Though it is hard to tell for sure.

What the Bleep is an “Official Office”?

Much outrage ensued last month when the Office of Personnel Management issued a proposed regulation that allows the federal government to defray the cost of congressional health care purchased on the Exchanges pursuant to the Affordable Care Act. Less notice was taken of OPM’s more dubious decision, or rather non-decision, on the question of who is required to purchase insurance on the Exchanges in the first place.

Legislative Background

Some background is required. During the heath care debate, Senators Coburn and Grassley “argued that if Democrats were so keen on creating new health care programs, the president, administration officials, members of Congress and their staff should also be required to participate.” They offered amendments to that effect. Eventually the sausage machine spit out a provision that embodies their concept, but only applies to Congress, not to the executive branch. Go figure.

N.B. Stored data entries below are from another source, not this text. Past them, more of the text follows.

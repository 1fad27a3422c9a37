//! Header indexing
//!
//! Scans the helpfile corpus for headings and builds the lookup artifact
//! that maps every topic key to the document that defines it. The artifact
//! is JSON on disk and is consumed read-only by the converter.

mod headings;
mod indexer;

pub use headings::{extract_headings, normalize_topic, Heading};
pub use indexer::{IndexOutcome, IndexReport, Indexer};

use crate::error::HelpdocsError;
use anyhow::{Context, Result};
use serde::{Deserialize, Serialize};
use std::collections::BTreeMap;
use std::path::Path;

/// The persisted topic → document lookup table
#[derive(Debug, Clone, Default, PartialEq, Serialize, Deserialize)]
pub struct LookupMapping {
    /// Generation metadata
    #[serde(rename = "_metadata", default)]
    pub metadata: MappingMetadata,
    /// Topic key → document key
    #[serde(default)]
    pub mappings: BTreeMap<String, String>,
    /// Document key → headings found in it, in file order
    #[serde(default)]
    pub index: BTreeMap<String, Vec<IndexedHeading>>,
}

/// Metadata recorded alongside the mappings
#[derive(Debug, Clone, Default, PartialEq, Serialize, Deserialize)]
#[serde(rename_all = "camelCase", default)]
pub struct MappingMetadata {
    /// RFC 3339 generation timestamp
    pub generated_at: String,
    /// Markdown files seen in the source directory
    pub source_files: Vec<String>,
    /// Number of distinct topic keys
    pub total_mappings: usize,
    /// Topic keys claimed by more than one document
    #[serde(skip_serializing_if = "Vec::is_empty")]
    pub collisions: Vec<Collision>,
}

/// One heading as recorded in the per-document index
#[derive(Debug, Clone, PartialEq, Eq, Serialize, Deserialize)]
pub struct IndexedHeading {
    /// Heading text as written
    pub original: String,
    /// Normalized topic key
    pub normalized: String,
}

/// A topic key that moved from one document to another during indexing
#[derive(Debug, Clone, PartialEq, Eq, Serialize, Deserialize)]
pub struct Collision {
    pub key: String,
    /// Document that owned the key before
    pub previous: String,
    /// Document that owns the key now
    pub current: String,
}

impl LookupMapping {
    /// Document key for a topic key, if indexed
    pub fn document_for(&self, key: &str) -> Option<&str> {
        self.mappings.get(key).map(String::as_str)
    }

    /// Number of topic keys
    pub fn len(&self) -> usize {
        self.mappings.len()
    }

    /// Whether the mapping has no topic keys
    pub fn is_empty(&self) -> bool {
        self.mappings.is_empty()
    }

    /// Read an artifact from disk
    pub fn load(path: &Path) -> Result<Self> {
        let content =
            std::fs::read_to_string(path).map_err(|e| HelpdocsError::io(path, e))?;
        let mapping = serde_json::from_str(&content).map_err(|e| HelpdocsError::Artifact {
            path: path.to_path_buf(),
            message: e.to_string(),
        })?;
        Ok(mapping)
    }

    /// Write the artifact, replacing any previous version
    pub fn save(&self, path: &Path) -> Result<()> {
        if let Some(parent) = path.parent() {
            std::fs::create_dir_all(parent)
                .with_context(|| format!("Failed to create {:?}", parent))?;
        }

        let json = serde_json::to_string_pretty(self)
            .context("Failed to serialize lookup artifact")?;
        std::fs::write(path, json).map_err(|e| HelpdocsError::io(path, e))?;

        Ok(())
    }
}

Specifically, as enacted into law, Subsection 1312(d)(3)(D) of the ACA provides that “Members of Congress and congressional staff” are only eligible to receive health insurance “offered through an Exchange under this Act.” When this provision becomes effective, therefore, Members and anyone who qualifies as “congressional staff” will no longer be able to participate in the general health insurance program for federal employees (the FEHB).

The question then is who qualifies as “congressional staff.” As far as I know, “congressional staff” is not a term of art defined in the law, but the ordinary meaning of the term would generally cover legislative and administrative employees of the House and Senate, with the possible exception of those who solely provide support services like installing the furniture, running the restaurants, etc. See Cong. Rec. 655 (Jan. 5, 1995) (“[O]ur legislative and our administrative personnel [are what] many people think of when you think of Capitol Hill staffers.”) (Sen. Glenn).

The ACA, however, contains a unique and rather unhelpful definition of “congressional staff.”  It defines the term as meaning “all full-time and part-time employees employed by the official office of a Member of Congress, whether in Washington, DC or outside of Washington, DC.”

Note the apparent lack of content in this definition. It hardly seems necessary to explain that “all full-time or part-time employees” are covered or that they may work “in Washington, DC or outside of Washington, DC.” Or they may be short or tall, fat or thin, I’m guessing.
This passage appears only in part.